**Work request:** Search the records for the string "conventional", then copy each line where it appears.

Stored data entries:
★ ★ ★
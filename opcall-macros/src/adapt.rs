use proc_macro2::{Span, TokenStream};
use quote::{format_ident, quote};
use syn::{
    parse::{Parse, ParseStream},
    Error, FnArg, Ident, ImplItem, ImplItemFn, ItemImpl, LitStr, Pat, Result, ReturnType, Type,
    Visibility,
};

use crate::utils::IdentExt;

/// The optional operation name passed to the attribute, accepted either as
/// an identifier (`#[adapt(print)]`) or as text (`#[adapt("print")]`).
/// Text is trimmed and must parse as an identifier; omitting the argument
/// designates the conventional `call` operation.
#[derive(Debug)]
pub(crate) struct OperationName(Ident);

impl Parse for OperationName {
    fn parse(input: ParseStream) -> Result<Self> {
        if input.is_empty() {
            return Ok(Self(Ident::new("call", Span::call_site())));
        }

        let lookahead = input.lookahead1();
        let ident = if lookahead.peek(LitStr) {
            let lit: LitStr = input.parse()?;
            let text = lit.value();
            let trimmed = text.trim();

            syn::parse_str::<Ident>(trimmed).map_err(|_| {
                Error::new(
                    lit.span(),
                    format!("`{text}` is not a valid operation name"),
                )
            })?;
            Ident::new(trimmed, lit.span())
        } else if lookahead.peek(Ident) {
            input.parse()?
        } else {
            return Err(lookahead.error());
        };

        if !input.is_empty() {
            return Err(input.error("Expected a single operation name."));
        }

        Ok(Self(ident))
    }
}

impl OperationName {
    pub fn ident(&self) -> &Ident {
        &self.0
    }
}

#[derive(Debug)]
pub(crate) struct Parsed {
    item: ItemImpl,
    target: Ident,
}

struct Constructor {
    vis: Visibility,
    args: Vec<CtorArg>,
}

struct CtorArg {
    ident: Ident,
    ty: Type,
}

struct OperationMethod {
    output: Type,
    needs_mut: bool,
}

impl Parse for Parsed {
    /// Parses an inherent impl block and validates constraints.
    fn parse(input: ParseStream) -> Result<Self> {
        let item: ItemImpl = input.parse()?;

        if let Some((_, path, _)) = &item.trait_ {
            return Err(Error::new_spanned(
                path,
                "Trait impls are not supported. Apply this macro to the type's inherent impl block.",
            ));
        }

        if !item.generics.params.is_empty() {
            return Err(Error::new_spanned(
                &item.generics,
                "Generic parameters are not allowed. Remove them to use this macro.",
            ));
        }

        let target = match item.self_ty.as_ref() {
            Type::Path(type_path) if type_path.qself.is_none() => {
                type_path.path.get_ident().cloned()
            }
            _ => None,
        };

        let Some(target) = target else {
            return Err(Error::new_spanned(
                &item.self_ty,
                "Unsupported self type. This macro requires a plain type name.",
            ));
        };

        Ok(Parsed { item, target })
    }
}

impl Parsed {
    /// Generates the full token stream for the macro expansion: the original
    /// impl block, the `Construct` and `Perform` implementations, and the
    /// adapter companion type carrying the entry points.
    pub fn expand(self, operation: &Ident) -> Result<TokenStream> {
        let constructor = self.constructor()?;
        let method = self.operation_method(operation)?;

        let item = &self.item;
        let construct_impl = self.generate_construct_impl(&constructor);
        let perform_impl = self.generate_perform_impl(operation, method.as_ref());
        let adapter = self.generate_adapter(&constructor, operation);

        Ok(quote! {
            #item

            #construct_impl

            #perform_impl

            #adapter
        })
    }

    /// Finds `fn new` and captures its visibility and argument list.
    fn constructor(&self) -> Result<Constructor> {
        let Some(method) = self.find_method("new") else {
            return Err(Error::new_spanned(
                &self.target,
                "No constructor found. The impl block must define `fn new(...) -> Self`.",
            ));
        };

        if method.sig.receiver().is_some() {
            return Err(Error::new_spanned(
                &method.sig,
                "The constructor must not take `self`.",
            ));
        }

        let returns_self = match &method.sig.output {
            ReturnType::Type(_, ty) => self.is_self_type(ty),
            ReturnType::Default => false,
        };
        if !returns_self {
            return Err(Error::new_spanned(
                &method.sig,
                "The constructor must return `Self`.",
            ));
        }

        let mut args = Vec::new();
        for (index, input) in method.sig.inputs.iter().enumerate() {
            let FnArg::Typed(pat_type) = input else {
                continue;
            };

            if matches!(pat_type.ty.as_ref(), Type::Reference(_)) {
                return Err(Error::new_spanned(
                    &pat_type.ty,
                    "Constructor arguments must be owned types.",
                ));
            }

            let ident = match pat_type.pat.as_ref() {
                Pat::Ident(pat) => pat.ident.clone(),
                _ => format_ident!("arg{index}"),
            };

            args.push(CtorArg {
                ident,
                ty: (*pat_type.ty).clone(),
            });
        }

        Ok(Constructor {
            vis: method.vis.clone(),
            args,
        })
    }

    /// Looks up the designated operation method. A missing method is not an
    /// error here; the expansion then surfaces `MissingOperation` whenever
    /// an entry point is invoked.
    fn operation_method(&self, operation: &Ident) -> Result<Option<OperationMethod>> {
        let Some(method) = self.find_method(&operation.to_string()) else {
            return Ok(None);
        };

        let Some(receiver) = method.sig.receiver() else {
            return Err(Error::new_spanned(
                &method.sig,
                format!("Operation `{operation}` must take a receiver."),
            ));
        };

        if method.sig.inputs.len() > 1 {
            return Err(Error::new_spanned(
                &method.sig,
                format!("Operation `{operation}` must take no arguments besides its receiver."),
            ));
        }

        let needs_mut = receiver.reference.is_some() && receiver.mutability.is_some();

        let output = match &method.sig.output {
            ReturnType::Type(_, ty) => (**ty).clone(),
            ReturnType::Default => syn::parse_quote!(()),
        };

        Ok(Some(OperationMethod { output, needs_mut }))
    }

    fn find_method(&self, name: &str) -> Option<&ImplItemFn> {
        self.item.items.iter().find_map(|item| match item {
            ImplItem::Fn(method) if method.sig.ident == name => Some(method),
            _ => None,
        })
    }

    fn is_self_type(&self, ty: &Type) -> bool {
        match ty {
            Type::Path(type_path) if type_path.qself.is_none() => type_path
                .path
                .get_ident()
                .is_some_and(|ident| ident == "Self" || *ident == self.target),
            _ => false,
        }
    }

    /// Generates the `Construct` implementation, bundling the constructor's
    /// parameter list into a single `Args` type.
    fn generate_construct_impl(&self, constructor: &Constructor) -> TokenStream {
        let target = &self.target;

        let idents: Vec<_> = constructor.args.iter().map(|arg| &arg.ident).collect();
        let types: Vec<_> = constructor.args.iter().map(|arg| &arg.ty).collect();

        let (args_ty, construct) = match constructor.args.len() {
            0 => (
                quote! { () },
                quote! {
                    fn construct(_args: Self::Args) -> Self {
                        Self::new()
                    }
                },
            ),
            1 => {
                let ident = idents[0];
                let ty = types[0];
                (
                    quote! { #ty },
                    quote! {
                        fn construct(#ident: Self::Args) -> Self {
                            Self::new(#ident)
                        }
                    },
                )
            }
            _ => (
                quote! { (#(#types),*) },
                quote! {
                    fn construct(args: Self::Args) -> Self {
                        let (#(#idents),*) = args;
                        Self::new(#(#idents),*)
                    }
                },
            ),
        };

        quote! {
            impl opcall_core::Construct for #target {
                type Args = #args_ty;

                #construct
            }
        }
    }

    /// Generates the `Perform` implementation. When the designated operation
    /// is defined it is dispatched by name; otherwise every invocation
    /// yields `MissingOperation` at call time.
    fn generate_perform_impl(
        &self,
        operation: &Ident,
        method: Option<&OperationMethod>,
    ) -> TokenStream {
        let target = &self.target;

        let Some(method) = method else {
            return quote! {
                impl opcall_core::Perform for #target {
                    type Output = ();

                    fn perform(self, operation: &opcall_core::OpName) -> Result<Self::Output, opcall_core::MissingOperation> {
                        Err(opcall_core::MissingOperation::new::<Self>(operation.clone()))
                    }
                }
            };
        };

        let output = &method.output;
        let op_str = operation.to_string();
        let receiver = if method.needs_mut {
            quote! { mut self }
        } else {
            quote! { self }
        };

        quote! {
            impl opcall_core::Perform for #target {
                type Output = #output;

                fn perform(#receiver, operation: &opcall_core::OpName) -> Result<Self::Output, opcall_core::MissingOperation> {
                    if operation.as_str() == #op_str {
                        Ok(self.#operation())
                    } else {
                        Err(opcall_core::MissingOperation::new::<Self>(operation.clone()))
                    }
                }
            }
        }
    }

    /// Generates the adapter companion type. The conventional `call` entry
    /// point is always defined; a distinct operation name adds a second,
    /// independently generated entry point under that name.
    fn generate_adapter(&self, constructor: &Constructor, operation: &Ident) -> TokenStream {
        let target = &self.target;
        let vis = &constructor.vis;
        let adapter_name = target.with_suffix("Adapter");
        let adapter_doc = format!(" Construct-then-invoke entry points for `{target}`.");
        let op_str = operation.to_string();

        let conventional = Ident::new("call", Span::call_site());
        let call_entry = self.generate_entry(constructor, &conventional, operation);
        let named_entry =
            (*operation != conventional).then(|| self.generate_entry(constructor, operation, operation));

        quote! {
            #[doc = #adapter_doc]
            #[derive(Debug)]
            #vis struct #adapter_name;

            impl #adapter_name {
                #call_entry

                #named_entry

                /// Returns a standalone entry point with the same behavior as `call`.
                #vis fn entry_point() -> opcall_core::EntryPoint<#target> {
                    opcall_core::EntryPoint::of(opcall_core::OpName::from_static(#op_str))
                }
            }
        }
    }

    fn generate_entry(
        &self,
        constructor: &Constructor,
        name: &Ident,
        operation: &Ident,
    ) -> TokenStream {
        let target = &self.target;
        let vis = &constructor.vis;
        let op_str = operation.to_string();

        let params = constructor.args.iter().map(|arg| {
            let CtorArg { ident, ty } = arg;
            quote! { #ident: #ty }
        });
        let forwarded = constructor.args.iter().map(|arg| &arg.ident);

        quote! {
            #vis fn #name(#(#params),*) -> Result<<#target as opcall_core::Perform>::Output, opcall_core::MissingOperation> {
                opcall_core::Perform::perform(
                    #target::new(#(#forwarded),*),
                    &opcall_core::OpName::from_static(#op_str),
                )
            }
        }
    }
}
★ ★ ★
**Final answer:**
/// designates the conventional `call` operation.
    /// Generates the adapter companion type. The conventional `call` entry
        let conventional = Ident::new("call", Span::call_site());
        let call_entry = self.generate_entry(constructor, &conventional, operation);
            (*operation != conventional).then(|| self.generate_entry(constructor, operation, operation));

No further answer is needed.